> [WHAT TO PRODUCE]:
Only the lines below from the one containing "and never fails." to the one containing "Win32 / WinAPI FFI" should be repeated, both included and unchanged.

> [DATA FOR THE TASK]:

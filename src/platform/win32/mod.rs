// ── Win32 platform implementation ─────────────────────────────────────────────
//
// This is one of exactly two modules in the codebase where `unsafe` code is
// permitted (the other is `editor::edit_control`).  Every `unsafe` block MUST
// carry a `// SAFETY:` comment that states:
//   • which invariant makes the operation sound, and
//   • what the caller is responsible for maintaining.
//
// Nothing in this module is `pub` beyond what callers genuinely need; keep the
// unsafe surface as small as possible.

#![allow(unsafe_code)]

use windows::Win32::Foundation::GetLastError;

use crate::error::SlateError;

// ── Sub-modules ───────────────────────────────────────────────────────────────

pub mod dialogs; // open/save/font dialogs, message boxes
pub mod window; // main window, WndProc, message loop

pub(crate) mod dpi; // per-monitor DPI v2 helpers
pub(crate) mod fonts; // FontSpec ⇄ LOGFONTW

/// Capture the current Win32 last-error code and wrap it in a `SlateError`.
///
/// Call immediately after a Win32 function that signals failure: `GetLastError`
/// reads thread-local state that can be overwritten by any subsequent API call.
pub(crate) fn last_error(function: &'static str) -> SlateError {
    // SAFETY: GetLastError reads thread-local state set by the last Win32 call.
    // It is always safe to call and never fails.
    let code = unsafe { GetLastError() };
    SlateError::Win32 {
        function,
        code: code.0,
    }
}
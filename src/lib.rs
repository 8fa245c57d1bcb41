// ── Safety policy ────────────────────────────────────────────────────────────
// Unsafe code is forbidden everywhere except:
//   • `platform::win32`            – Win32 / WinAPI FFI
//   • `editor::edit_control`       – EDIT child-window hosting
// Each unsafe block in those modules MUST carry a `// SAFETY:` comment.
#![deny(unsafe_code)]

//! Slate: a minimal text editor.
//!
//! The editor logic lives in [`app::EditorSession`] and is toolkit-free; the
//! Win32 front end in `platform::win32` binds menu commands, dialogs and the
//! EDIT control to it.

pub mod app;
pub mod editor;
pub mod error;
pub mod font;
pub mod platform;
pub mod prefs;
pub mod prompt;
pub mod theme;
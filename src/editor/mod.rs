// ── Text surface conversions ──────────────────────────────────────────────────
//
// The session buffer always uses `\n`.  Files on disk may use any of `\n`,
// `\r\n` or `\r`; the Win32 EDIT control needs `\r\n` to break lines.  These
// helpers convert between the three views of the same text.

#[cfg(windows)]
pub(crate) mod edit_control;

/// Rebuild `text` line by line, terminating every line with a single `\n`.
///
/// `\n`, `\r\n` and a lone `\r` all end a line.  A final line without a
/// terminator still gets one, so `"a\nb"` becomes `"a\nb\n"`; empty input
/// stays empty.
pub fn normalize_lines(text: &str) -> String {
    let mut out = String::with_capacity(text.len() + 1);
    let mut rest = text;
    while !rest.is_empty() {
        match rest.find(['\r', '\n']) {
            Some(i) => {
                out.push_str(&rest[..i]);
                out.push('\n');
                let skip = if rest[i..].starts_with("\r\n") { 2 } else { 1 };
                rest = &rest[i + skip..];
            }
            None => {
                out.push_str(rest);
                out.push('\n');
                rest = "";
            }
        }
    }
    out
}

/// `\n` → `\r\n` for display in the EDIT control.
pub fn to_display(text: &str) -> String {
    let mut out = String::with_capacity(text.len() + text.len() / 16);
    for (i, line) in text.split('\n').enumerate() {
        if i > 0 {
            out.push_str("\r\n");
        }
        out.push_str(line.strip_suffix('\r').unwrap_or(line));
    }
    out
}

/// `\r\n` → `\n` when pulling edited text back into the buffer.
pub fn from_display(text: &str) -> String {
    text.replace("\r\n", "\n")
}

...

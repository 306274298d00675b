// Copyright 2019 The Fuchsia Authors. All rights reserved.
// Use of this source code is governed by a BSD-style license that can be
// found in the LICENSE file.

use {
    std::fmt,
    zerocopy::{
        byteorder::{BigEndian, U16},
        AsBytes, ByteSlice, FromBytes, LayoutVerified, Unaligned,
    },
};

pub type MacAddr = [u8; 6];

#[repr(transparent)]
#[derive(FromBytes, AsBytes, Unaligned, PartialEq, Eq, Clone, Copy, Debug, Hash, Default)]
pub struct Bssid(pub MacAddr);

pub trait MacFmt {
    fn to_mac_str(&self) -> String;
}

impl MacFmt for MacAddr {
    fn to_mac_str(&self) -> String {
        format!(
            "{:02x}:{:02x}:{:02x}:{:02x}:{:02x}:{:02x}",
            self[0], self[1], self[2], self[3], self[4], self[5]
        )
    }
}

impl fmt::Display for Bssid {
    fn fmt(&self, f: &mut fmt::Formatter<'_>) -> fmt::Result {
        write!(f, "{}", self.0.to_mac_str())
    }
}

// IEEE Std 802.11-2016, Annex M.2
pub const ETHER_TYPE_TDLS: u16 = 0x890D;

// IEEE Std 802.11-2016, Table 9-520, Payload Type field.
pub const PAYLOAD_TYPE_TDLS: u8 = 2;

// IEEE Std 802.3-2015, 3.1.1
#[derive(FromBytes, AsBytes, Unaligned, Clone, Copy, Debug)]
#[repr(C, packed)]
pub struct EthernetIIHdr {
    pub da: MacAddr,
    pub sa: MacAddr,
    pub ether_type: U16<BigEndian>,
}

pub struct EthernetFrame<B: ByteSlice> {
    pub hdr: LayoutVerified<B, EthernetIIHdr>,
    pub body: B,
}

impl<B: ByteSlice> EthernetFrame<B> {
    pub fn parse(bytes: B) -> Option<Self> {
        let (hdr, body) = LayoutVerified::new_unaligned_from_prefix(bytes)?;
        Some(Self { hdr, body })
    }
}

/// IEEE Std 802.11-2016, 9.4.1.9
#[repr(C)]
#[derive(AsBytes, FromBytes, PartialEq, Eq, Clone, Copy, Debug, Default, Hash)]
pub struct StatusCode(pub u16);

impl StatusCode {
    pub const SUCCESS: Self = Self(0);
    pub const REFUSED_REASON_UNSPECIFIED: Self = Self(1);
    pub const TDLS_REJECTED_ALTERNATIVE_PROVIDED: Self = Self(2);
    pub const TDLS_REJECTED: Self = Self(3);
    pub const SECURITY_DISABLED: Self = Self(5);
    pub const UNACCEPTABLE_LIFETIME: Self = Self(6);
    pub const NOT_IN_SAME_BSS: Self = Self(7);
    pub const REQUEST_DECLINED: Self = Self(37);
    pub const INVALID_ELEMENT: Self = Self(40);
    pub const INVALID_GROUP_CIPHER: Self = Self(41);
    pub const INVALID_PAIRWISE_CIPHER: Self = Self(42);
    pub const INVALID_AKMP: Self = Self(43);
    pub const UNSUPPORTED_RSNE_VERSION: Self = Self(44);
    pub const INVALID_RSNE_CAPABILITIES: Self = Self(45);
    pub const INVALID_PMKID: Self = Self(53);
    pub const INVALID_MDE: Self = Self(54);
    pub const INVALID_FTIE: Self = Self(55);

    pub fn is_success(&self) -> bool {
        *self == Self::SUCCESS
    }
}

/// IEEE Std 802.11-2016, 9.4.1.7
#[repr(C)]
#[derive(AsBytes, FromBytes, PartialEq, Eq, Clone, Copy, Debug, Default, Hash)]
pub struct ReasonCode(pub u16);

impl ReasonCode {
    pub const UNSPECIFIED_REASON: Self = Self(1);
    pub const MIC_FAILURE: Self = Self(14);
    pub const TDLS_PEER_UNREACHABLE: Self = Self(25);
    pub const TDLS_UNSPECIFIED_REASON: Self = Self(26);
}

--

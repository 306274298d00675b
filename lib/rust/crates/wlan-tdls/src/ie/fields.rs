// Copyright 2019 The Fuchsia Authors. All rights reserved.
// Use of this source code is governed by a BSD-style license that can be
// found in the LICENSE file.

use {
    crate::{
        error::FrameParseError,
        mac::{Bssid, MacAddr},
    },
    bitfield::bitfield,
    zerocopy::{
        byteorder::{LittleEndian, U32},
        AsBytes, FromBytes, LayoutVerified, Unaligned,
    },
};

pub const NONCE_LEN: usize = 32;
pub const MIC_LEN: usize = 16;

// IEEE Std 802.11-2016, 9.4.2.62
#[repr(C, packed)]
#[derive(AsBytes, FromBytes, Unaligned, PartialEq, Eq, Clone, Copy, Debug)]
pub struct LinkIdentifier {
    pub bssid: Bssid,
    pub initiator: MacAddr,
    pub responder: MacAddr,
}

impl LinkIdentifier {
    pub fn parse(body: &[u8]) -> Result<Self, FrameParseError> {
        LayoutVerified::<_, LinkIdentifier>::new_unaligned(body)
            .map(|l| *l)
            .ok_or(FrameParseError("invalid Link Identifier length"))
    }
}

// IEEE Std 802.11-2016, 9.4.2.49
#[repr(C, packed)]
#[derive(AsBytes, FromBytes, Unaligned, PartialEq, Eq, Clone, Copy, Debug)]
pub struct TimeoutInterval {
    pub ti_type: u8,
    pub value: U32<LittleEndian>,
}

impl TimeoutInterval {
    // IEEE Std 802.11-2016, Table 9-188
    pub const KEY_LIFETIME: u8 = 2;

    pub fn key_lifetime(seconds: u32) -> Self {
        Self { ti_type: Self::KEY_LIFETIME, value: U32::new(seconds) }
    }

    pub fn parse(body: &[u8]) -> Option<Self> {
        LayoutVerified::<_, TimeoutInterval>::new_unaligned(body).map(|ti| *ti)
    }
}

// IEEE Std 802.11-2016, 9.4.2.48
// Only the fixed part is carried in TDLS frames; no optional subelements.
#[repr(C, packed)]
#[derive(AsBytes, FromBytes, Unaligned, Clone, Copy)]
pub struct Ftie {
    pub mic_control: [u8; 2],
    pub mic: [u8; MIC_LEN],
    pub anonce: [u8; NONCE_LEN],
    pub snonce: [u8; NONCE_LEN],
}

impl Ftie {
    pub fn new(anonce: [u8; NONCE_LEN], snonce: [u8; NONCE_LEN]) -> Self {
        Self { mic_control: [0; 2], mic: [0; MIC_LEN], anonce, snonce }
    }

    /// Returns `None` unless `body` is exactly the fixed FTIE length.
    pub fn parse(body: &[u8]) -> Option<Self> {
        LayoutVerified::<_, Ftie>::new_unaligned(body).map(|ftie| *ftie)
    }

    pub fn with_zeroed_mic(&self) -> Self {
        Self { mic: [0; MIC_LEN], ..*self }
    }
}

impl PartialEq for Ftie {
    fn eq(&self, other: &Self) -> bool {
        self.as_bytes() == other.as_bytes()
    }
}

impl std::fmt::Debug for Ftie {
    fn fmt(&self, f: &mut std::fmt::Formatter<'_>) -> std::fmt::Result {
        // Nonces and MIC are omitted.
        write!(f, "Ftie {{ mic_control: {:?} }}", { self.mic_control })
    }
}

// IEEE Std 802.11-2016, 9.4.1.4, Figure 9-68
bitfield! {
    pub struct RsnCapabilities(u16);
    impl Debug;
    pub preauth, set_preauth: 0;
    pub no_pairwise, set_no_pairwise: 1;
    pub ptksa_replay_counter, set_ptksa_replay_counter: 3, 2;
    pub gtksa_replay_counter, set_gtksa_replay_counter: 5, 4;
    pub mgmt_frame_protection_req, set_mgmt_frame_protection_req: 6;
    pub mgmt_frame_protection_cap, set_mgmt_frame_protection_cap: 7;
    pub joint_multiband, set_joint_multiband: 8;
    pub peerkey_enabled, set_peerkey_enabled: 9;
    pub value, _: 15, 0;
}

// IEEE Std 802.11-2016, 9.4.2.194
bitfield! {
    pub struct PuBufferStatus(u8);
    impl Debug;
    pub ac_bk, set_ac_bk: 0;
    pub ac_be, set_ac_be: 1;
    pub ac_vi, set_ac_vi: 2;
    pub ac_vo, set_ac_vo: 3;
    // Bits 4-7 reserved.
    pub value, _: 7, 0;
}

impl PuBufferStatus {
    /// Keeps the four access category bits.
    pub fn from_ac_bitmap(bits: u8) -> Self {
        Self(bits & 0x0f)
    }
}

> [EXPECTED ANSWER]:
    // It is always safe to call and never fails.
    let code = unsafe { GetLastError() };
    SlateError::Win32 {
        function,
        code: code.0,
    }
}
filename src/lib.rs
repository 8fa245c57d1bcb41
// ── Safety policy ────────────────────────────────────────────────────────────
// Unsafe code is forbidden everywhere except:
//   • `platform::win32`            – Win32 / WinAPI FFI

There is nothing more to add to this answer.